**ASSIGNMENT**
Copy out exactly the lines from the start of the data to the line containing "pub fn inverse_qft(n: usize)". Include both.

**DATA IN THIS EXERCISE**
⟨
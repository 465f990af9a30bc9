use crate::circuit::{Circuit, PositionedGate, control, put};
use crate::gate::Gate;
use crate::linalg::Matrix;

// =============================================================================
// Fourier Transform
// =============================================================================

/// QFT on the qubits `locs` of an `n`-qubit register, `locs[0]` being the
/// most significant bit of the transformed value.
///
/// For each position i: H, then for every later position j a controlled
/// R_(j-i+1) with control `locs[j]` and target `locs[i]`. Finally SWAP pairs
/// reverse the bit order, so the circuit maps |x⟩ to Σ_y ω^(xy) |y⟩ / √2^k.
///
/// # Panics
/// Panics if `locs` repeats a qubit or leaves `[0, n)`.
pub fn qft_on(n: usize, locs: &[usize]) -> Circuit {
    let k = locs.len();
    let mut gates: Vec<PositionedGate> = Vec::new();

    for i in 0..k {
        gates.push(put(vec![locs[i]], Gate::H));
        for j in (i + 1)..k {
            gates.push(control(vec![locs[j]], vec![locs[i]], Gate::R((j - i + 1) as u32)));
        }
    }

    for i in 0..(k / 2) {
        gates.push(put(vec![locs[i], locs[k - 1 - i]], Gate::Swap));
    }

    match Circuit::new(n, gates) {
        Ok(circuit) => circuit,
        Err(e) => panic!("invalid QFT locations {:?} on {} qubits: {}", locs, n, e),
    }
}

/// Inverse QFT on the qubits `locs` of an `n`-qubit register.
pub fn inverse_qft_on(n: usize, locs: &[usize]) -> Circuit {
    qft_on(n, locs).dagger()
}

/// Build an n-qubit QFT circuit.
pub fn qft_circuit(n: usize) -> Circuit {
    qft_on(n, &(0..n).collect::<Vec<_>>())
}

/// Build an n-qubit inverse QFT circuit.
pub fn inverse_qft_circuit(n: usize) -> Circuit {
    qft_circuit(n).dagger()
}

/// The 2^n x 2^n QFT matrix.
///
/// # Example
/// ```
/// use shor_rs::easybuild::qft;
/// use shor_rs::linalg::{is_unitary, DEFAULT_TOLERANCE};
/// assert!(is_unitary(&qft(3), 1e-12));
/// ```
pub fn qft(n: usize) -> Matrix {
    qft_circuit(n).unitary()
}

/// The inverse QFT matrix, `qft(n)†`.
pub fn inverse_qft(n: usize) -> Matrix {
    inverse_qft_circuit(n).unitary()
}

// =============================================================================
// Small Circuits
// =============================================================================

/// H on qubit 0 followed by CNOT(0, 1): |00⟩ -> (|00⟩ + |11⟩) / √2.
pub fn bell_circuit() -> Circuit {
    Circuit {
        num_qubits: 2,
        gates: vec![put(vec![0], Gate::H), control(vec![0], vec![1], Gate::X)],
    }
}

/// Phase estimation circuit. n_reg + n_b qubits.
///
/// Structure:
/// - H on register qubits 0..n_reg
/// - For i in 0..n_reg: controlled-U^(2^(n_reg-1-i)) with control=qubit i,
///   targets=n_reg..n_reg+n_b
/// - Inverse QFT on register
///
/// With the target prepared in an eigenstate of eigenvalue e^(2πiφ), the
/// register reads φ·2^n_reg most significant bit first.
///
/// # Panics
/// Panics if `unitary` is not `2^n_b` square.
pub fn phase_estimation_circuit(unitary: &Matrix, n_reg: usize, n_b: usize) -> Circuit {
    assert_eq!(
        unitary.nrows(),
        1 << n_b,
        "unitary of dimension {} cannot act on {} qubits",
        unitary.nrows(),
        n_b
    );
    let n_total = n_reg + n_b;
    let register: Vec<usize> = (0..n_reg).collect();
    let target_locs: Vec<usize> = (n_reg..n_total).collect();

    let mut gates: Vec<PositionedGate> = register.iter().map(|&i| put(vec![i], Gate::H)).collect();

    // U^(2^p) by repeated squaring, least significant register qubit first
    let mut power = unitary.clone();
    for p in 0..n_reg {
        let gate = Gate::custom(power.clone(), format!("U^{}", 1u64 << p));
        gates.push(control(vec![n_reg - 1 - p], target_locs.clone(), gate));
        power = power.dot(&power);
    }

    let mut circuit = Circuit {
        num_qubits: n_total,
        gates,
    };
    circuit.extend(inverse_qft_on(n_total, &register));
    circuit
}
⟩
**WRITTEN SOLUTION**
repository 465f990af9a30bc9
use crate::circuit::{Circuit, PositionedGate, control, put};
use crate::gate::Gate;
use crate::linalg::Matrix;

// =============================================================================
// Fourier Transform
// =============================================================================

/// QFT on the qubits `locs` of an `n`-qubit register, `locs[0]` being the
/// most significant bit of the transformed value.
///
/// For each position i: H, then for every later position j a controlled
/// R_(j-i+1) with control `locs[j]` and target `locs[i]`. Finally SWAP pairs
/// reverse the bit order, so the circuit maps |x⟩ to Σ_y ω^(xy) |y⟩ / √2^k.
///
/// # Panics
/// Panics if `locs` repeats a qubit or leaves `[0, n)`.
pub fn qft_on(n: usize, locs: &[usize]) -> Circuit {
    let k = locs.len();
    let mut gates: Vec<PositionedGate> = Vec::new();

    for i in 0..k {
        gates.push(put(vec![locs[i]], Gate::H));
        for j in (i + 1)..k {
            gates.push(control(vec![locs[j]], vec![locs[i]], Gate::R((j - i + 1) as u32)));
        }
    }

    for i in 0..(k / 2) {
        gates.push(put(vec![locs[i], locs[k - 1 - i]], Gate::Swap));
    }

    match Circuit::new(n, gates) {
        Ok(circuit) => circuit,
        Err(e) => panic!("invalid QFT locations {:?} on {} qubits: {}", locs, n, e),
    }
}

/// Inverse QFT on the qubits `locs` of an `n`-qubit register.
pub fn inverse_qft_on(n: usize, locs: &[usize]) -> Circuit {
    qft_on(n, locs).dagger()
}

/// Build an n-qubit QFT circuit.
pub fn qft_circuit(n: usize) -> Circuit {
    qft_on(n, &(0..n).collect::<Vec<_>>())
}

/// Build an n-qubit inverse QFT circuit.
pub fn inverse_qft_circuit(n: usize) -> Circuit {
    qft_circuit(n).dagger()
}

/// The 2^n x 2^n QFT matrix.
///
/// # Example
/// ```
/// use shor_rs::easybuild::qft;
/// use shor_rs::linalg::{is_unitary, DEFAULT_TOLERANCE};
/// assert!(is_unitary(&qft(3), 1e-12));
/// ```
pub fn qft(n: usize) -> Matrix {
    qft_circuit(n).unitary()
}

/// The inverse QFT matrix, `qft(n)†`.
pub fn inverse_qft(n: usize) -> Matrix {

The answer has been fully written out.